Could overtourism spoil European summers forever?

Large crowd of young people crowding city streets in a sunny day during a music festival, walking, dancing and having fun. Street parties are a common way for teenagers to entertain together during the summer in Berlin. Warm sunlight with lens flare. Wideangle horizontal image.

After the 2017 ‘summer from hell’ in Europe, tourism officials are scrambling to make some much-needed changes to curb chronic overcrowding in major cities and hotspots.

With European summer just a few months away, it is yet to be revealed what solutions will be implemented to keep the locals happy without slashing the tourist economy too significantly.

According to The Guardian, World Tourism Organisation Secretary General Zurab Pololikashvili said: “What we are facing is the clear need to step up the governance of tourist flows on the ground.”

In 2017, there were 1.3 billion tourist arrivals around the world, virtually doubling since the year 2000.

Half of these arrivals were on the shores of Europe.

Europe welcomed 671 million international tourist arrivals in 2017, a record 8 per cent growth in comparison to 2016.

For the eighth consecutive year, the buzzing continent has maintained its position as the leading destination worldwide.

The latest European Travel Commission’s ‘European Tourism 2017 – Trends and Prospects’ report predicts a three to four per cent increase in tourism this year.

The fear is that many European destinations still lack a proactive approach to sustainable tourism.

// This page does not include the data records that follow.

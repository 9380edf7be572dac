use std::fmt;
use std::str::FromStr;
use base64::prelude::BASE64_STANDARD;
use base64::Engine;

use crate::device::constants::{
    COMMAND_FORWARD, COMMAND_REVERSE, COMMAND_START_BREATHING, COMMAND_STOP, COMMAND_STOP_BREATHING,
};
use crate::error::SessionError;

/// A logical motor/pump action. Commands are plain values; sending one never changes session state.
#[derive(Debug, Clone, Copy, PartialEq, Eq)]
pub enum Command {
    Forward,
    Reverse,
    Stop,
    StartBreathing,
    StopBreathing,
    SetMotorSpeed(u8),
}

impl Command {
    pub fn name(&self) -> &'static str {
        match self {
            Command::Forward => "forward",
            Command::Reverse => "reverse",
            Command::Stop => "stop",
            Command::StartBreathing => "start-breathing",
            Command::StopBreathing => "stop-breathing",
            Command::SetMotorSpeed(_) => "set-motor-speed",
        }
    }
}

impl fmt::Display for Command {
    fn fmt(&self, f: &mut fmt::Formatter<'_>) -> fmt::Result {
        match self {
            Command::SetMotorSpeed(speed) => write!(f, "{} {}", self.name(), speed),
            _ => write!(f, "{}", self.name()),
        }
    }
}

impl FromStr for Command {
    type Err = SessionError;

    fn from_str(s: &str) -> Result<Self, Self::Err> {
        match s {
            "forward" => Ok(Command::Forward),
            "reverse" => Ok(Command::Reverse),
            "stop" => Ok(Command::Stop),
            "start-breathing" => Ok(Command::StartBreathing),
            "stop-breathing" => Ok(Command::StopBreathing),
            other => Err(SessionError::UnknownCommand(other.to_string())),
        }
    }
}

/// Returns the fixed opcode bytes for `command`.
///
/// The device firmware has no opcode for a speed setting, so `SetMotorSpeed` is rejected as an
/// unknown command. Callers should treat that as a programming error.
pub fn encode(command: &Command) -> Result<&'static [u8], SessionError> {
    match command {
        Command::Forward => Ok(&COMMAND_FORWARD),
        Command::Reverse => Ok(&COMMAND_REVERSE),
        Command::Stop => Ok(&COMMAND_STOP),
        Command::StartBreathing => Ok(&COMMAND_START_BREATHING),
        Command::StopBreathing => Ok(&COMMAND_STOP_BREATHING),
        Command::SetMotorSpeed(_) => Err(SessionError::UnknownCommand(command.to_string())),
    }
}

/// The write API of the link layer takes characteristic values as base64 text.
pub fn frame_for_transport(bytes: &[u8]) -> String {
    BASE64_STANDARD.encode(bytes)
}
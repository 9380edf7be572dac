use async_trait::async_trait;

use crate::device::types::{AdapterEventStream, PeripheralId, ServiceInfo, WriteTarget};
use crate::error::AdapterError;

/// The narrow set of radio capabilities the session core needs.
///
/// There is exactly one adapter instance per process. It is shared by the scan controller and the
/// connection session as an `Arc`.
#[async_trait]
pub trait RadioAdapter: Send + Sync + 'static {
    /// Advertisement, disconnect and failure notifications for the lifetime of the adapter.
    async fn events(&self) -> Result<AdapterEventStream, AdapterError>;

    async fn start_scan(&self) -> Result<(), AdapterError>;

    async fn stop_scan(&self) -> Result<(), AdapterError>;

    async fn connect(&self, peripheral: &PeripheralId) -> Result<(), AdapterError>;

    async fn discover_services(&self, peripheral: &PeripheralId) -> Result<Vec<ServiceInfo>, AdapterError>;

    /// Writes a base64 framed value and resolves once the peripheral acknowledged it.
    async fn write_with_response(
        &self,
        peripheral: &PeripheralId,
        target: &WriteTarget,
        payload: &str,
    ) -> Result<(), AdapterError>;

    async fn disconnect(&self, peripheral: &PeripheralId) -> Result<(), AdapterError>;
}

#[async_trait]
pub trait PermissionGate: Send + Sync + 'static {
    async fn check_and_request(&self) -> bool;
}

/// Desktop platforms enforce the Bluetooth grant when a scan starts; a refusal surfaces as
/// `btleplug::Error::PermissionDenied` from the adapter.
pub struct PlatformPermission;

#[async_trait]
impl PermissionGate for PlatformPermission {
    async fn check_and_request(&self) -> bool {
        true
    }
}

After multiple protests in some of Europe’s tourism hotspots last year, the fate of this year’s summer season remains unresolved.

Polite protests in some Spanish cities quickly turned sour as locals boldly wrote: “Tourists go home.”

At the ITB travel convention in Berlin last week, prominent industry insiders came together in the world’s biggest gathering of its kind.

Dubrovnik’s mayor, Mato Franković, capped the tourist limit into the medieval city to 4,000 per day, half of UNESCO’s 8,000 recommendation.

“We don’t want to go with the maximum, we want to go lower than that,” he told The Telegraph.

After UNESCO warned Dubrovnik their world heritage status was at risk in 2016, Franković believes the city needs to “reset” and hopes 2018 will allow that.

Amsterdam has also banned beer bikes, touring cars, new tourist shops and cruise ships from its city centre, and Airbnb now pays tourist taxes in the diverse city.

Meanwhile, Barcelona’s Tourism Director Joan Torrella insists that officials work with digital upstarts like Airbnb as opposed to confronting them.

As per The Guardian, Spanish officials have already introduced an online ticketing system for the Islamic palace of Alhambra, offering pre-booked slots for its 2.7 million annual visitors in an effort to spread out crowds.

The Greek island of Santorini is limiting cruise passengers to 8,000 per day this year.

While some solutions to help ‘smooth out’ tourists have been implemented, many of them are yet to be tested.

And there may not be much time for ‘trial and error’ as co-founder and executive chair of Intrepid Group, Darrell Wade, told TW the issue is now at “critical” status.

“If we don’t get it right it starts to kill the golden egg,” he said.

“If travellers are only ever seeing over-sold destinations with poor experiences and jaded locals, then they will stop travelling.”

Some destinations may simply just have too many tourists, while for other countries like Iceland it largely depends on where and when.